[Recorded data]

=-=-=

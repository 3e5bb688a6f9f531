//! Concurrent soak driver for a [`LeakyBufferPool`].
//!
//! Worker threads repeatedly lease a buffer, fill it with a marker unique to
//! the worker and cycle, verify the marker survived, and release it. Write
//! sizes periodically exceed the pool's allocation size so the leaky
//! normalization path runs under contention. A registry of live backing
//! allocations catches any buffer handed to two owners at once.

use parking_lot::Mutex;
use std::collections::HashSet;
use std::sync::atomic::{AtomicUsize, Ordering};
use std::thread;
use std::time::{Duration, Instant};
use tracing::{info, warn};

use crate::error::{Error, Result};
use crate::pool::{LeakyBufferPool, PoolStats};

/// Soak run parameters.
#[derive(Debug, Clone, Copy, PartialEq, Eq)]
pub struct SoakConfig {
    /// Number of worker threads
    pub threads: usize,
    /// Lease/release cycles per worker
    pub cycles: usize,
    /// Largest write per cycle, in bytes
    pub max_write: usize,
}

impl Default for SoakConfig {
    fn default() -> Self {
        Self {
            threads: 8,
            cycles: 10_000,
            max_write: 16 * 1024,
        }
    }
}

impl SoakConfig {
    /// Validate the configuration
    pub fn validate(&self) -> Result<()> {
        if self.threads == 0 {
            return Err(Error::InvalidArgument("threads must be > 0".to_string()));
        }
        if self.max_write == 0 {
            return Err(Error::InvalidArgument("max_write must be > 0".to_string()));
        }
        self.total_cycles()?;
        Ok(())
    }

    /// Total cycles across all workers
    pub fn total_cycles(&self) -> Result<usize> {
        self.threads.checked_mul(self.cycles).ok_or_else(|| {
            Error::InvalidArgument(format!(
                "{} threads x {} cycles overflows",
                self.threads, self.cycles
            ))
        })
    }
}

/// Outcome of a successful soak run.
#[derive(Debug, Clone)]
pub struct SoakReport {
    /// Total lease/release cycles completed
    pub cycles: usize,
    /// Largest resident count observed by any worker
    pub peak_resident: usize,
    /// Pool statistics at the end of the run
    pub stats: PoolStats,
    /// Wall-clock duration
    pub elapsed: Duration,
}

impl SoakReport {
    /// Cycles per second.
    pub fn throughput(&self) -> f64 {
        let secs = self.elapsed.as_secs_f64();
        if secs == 0.0 {
            0.0
        } else {
            self.cycles as f64 / secs
        }
    }
}

/// State shared by all workers of one run.
struct Shared<'a> {
    pool: &'a LeakyBufferPool,
    config: SoakConfig,
    /// Backing allocations currently held by a worker.
    live: Mutex<HashSet<usize>>,
    violations: AtomicUsize,
    peak_resident: AtomicUsize,
}

impl Shared<'_> {
    fn run_worker(&self, worker: usize) {
        for cycle in 0..self.config.cycles {
            let len = write_len(worker, cycle, self.config.max_write);
            let marker = marker(worker, cycle);

            let mut buf = self.pool.lease();
            buf.extend_from_slice(&vec![marker; len]);

            let addr = buf.storage_addr();
            if !self.live.lock().insert(addr) {
                warn!("Worker {} leased storage {:#x} already in use", worker, addr);
                self.violations.fetch_add(1, Ordering::Relaxed);
            }

            thread::yield_now();

            if buf.len() != len || buf.as_slice().iter().any(|&b| b != marker) {
                warn!("Worker {} found foreign bytes in cycle {}", worker, cycle);
                self.violations.fetch_add(1, Ordering::Relaxed);
            }

            self.live.lock().remove(&addr);
            drop(buf);

            self.peak_resident
                .fetch_max(self.pool.len(), Ordering::Relaxed);
        }
    }
}

/// Hammer `pool` from `config.threads` threads and verify its invariants.
///
/// Fails if any buffer was observed with two owners or if the pool ever
/// held more buffers than it has slots.
pub fn run(pool: &LeakyBufferPool, config: &SoakConfig) -> Result<SoakReport> {
    config.validate()?;
    let total_cycles = config.total_cycles()?;

    info!(
        "Soak: {} threads x {} cycles, writes up to {} bytes",
        config.threads, config.cycles, config.max_write
    );

    let shared = Shared {
        pool,
        config: *config,
        live: Mutex::new(HashSet::new()),
        violations: AtomicUsize::new(0),
        peak_resident: AtomicUsize::new(0),
    };

    let start = Instant::now();
    thread::scope(|scope| {
        let handles: Vec<_> = (0..config.threads)
            .map(|worker| {
                let shared = &shared;
                scope.spawn(move || shared.run_worker(worker))
            })
            .collect();

        let mut panicked = None;
        for (worker, handle) in handles.into_iter().enumerate() {
            if handle.join().is_err() && panicked.is_none() {
                panicked = Some(worker);
            }
        }
        panicked.map_or(Ok(()), |worker| Err(Error::WorkerPanicked(worker)))
    })?;
    let elapsed = start.elapsed();

    let violations = shared.violations.load(Ordering::Relaxed);
    if violations > 0 {
        return Err(Error::OwnershipViolation(violations));
    }

    let peak_resident = shared.peak_resident.load(Ordering::Relaxed);
    let resident = peak_resident.max(pool.len());
    if resident > pool.slots() {
        return Err(Error::CapacityExceeded {
            resident,
            slots: pool.slots(),
        });
    }

    Ok(SoakReport {
        cycles: total_cycles,
        peak_resident,
        stats: pool.stats(),
        elapsed,
    })
}

/// Deterministic write size in `1..=max_write`.
fn write_len(worker: usize, cycle: usize, max_write: usize) -> usize {
    1 + (cycle.wrapping_mul(131) ^ worker.wrapping_mul(17)) % max_write
}

/// Fill byte unique enough to tell neighbouring owners apart.
fn marker(worker: usize, cycle: usize) -> u8 {
    (worker.wrapping_mul(31) ^ cycle) as u8 | 1
}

=-=-=

### Problem requirements
Each line in the data that holds the word "allocations" must be copied.

### Expected answer
//! allocations catches any buffer handed to two owners at once.
    /// Backing allocations currently held by a worker.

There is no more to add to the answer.